The Picture of Dorian Gray
Today I’d like to talk about two companies. The first went through a lengthy period of reorganization and reinvention. It not only changed itself, but is on the way to transforming its entire industry. A darling of Wall Street, its competitors must take cognizance of its actions and direction, and many are scratching their heads at the implications of the changes they see. At the same time, it rewards its rank and file handsomely and is a generous contributor to the community.

The second company stands in stark contrast. It is the poster child for chicanery and corruption. Its top management benefited lavishly at the expense of stockholders and has been convicted or indicted for a wide range of felonies. Their hubris took down the entire company, leaving a wide swath of impoverished employees and shareholders in its wake.

Both companies are Enron, as perceived at different points in time. More intriguingly, the picture that emerges from an interview with Ken Lay published in the New York Times over the weekend, is that both may have been accurate. In any case, if the way the former Chairman of Enron managed his vast holding of Enron stock is any indication, he believed in the first, more attractive picture until the end. Contrast Ken Lay, borrowing money to preserve his stake in Enron, with Sam Wachsal, selling out in the face of insider knowledge of adverse news.

These days the media works overtime to create the impression that we live in a binary world. Our invasion of Iraq was first a quagmire, then a glowing victory of American arms, and now a debacle. Enron was the pacesetting firm in its industry; Enron is the devil.

F. Scott Fitzgerald once said, "The test of a first-rate intelligence is the ability to hold two opposing ideas in mind at the same time and still retain the ability to function." We might do well to apply this skill in many areas, but I see particular value in looking at Enron this way. This company created remarkably innovative financial products that addressed entire categories of previously unidentified consumer and business needs, but it also engineered conflicts of interest for its finance officials that were dazzling in their scope and degree of deception.
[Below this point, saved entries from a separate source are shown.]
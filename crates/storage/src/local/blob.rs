//! JSON shape of the local progress blob.
//!
//! The blob is one object keyed by the decimal flashcard id:
//!
//! ```json
//! {
//!   "101": {
//!     "flashcardId": 101,
//!     "correctAnswers": 1,
//!     "incorrectAnswers": 0,
//!     "lastReviewed": "2023-11-14T22:13:20Z",
//!     "masteryLevel": 2,
//!     "nextReviewDate": "2023-11-15T22:13:20Z"
//!   }
//! }
//! ```
//!
//! `nextReviewDate` is optional on read; entries written without it are
//! rescheduled from `lastReviewed` and their level.

use std::collections::BTreeMap;

use chrono::{DateTime, Utc};
use progress_core::mastery;
use progress_core::model::{FlashcardId, MasteryLevel, Owner, ProgressPatch, ProgressRecord};
use serde::{Deserialize, Serialize};
use tracing::warn;

use crate::repository::StorageError;

/// Decoded blob, keyed by flashcard id.
pub(crate) type ProgressMap = BTreeMap<u64, StoredProgress>;

#[derive(Debug, Clone, PartialEq, Eq, Serialize, Deserialize)]
#[serde(rename_all = "camelCase")]
pub(crate) struct StoredProgress {
    pub flashcard_id: u64,
    pub correct_answers: u32,
    pub incorrect_answers: u32,
    pub last_reviewed: DateTime<Utc>,
    pub mastery_level: MasteryLevel,
    #[serde(default, skip_serializing_if = "Option::is_none")]
    pub next_review_date: Option<DateTime<Utc>>,
}

impl StoredProgress {
    pub(crate) fn from_record(record: &ProgressRecord) -> Self {
        Self {
            flashcard_id: record.flashcard_id().value(),
            correct_answers: record.correct_answers(),
            incorrect_answers: record.incorrect_answers(),
            last_reviewed: record.last_reviewed_at(),
            mastery_level: record.mastery_level(),
            next_review_date: Some(record.next_review_at()),
        }
    }

    pub(crate) fn to_record(&self, owner: &Owner) -> ProgressRecord {
        let next_review_at = self
            .next_review_date
            .unwrap_or_else(|| mastery::next_review_date(self.mastery_level, self.last_reviewed));
        ProgressRecord::from_persisted(
            FlashcardId::new(self.flashcard_id),
            owner.clone(),
            ProgressPatch {
                mastery_level: self.mastery_level,
                correct_answers: self.correct_answers,
                incorrect_answers: self.incorrect_answers,
                next_review_at,
                last_reviewed_at: self.last_reviewed,
            },
        )
    }

    pub(crate) fn same_version(&self, record: &ProgressRecord) -> bool {
        self.correct_answers == record.correct_answers()
            && self.incorrect_answers == record.incorrect_answers()
    }
}

/// Decode a blob, dropping whatever cannot be read.
///
/// A blob that is not a JSON object decodes to an empty map; individual
/// entries that fail to parse are skipped.
pub(crate) fn decode(raw: &str) -> ProgressMap {
    let entries: BTreeMap<String, serde_json::Value> = match serde_json::from_str(raw) {
        Ok(entries) => entries,
        Err(err) => {
            warn!(error = %err, "local progress blob is corrupt; starting from empty progress");
            return ProgressMap::new();
        }
    };

    let mut map = ProgressMap::new();
    for (key, value) in entries {
        match serde_json::from_value::<StoredProgress>(value) {
            Ok(entry) => {
                if key != entry.flashcard_id.to_string() {
                    warn!(key = %key, flashcard_id = entry.flashcard_id, "local progress entry key does not match its id");
                }
                map.insert(entry.flashcard_id, entry);
            }
            Err(err) => {
                warn!(key = %key, error = %err, "skipping malformed local progress entry");
            }
        }
    }
    map
}

/// Encode the full map; every write replaces the whole blob.
pub(crate) fn encode(map: &ProgressMap) -> Result<String, StorageError> {
    let keyed: BTreeMap<String, &StoredProgress> =
        map.iter().map(|(id, entry)| (id.to_string(), entry)).collect();
    serde_json::to_string(&keyed).map_err(|e| StorageError::Serialization(e.to_string()))
}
At the same time it was working to turn the bland world of commodity energy sales into a customized, consumer-centric market, its traders were busily concocting intricate schemes to manipulate the California electricity markets, referring to their customers in the most callous language imaginable. (See my post of June 3, 2004.)

However naïve it may sound, I think it is possible—not certain, but possible—that Ken Lay genuinely believed in the transformation Enron was embarked on and was taken in as much as anyone by the fast footwork of a group of unethical finance executives. This doesn’t say much about his business acumen, but it might be enough to keep him out of jail. Meanwhile, I continue to believe that the wreck of Enron contains valuable nuggets of business innovation that will be mined by future entrepreneurs, when the market is again ready for them. I also look forward to a more complete history of Enron in the 1990s, once today's scandal fever dies down.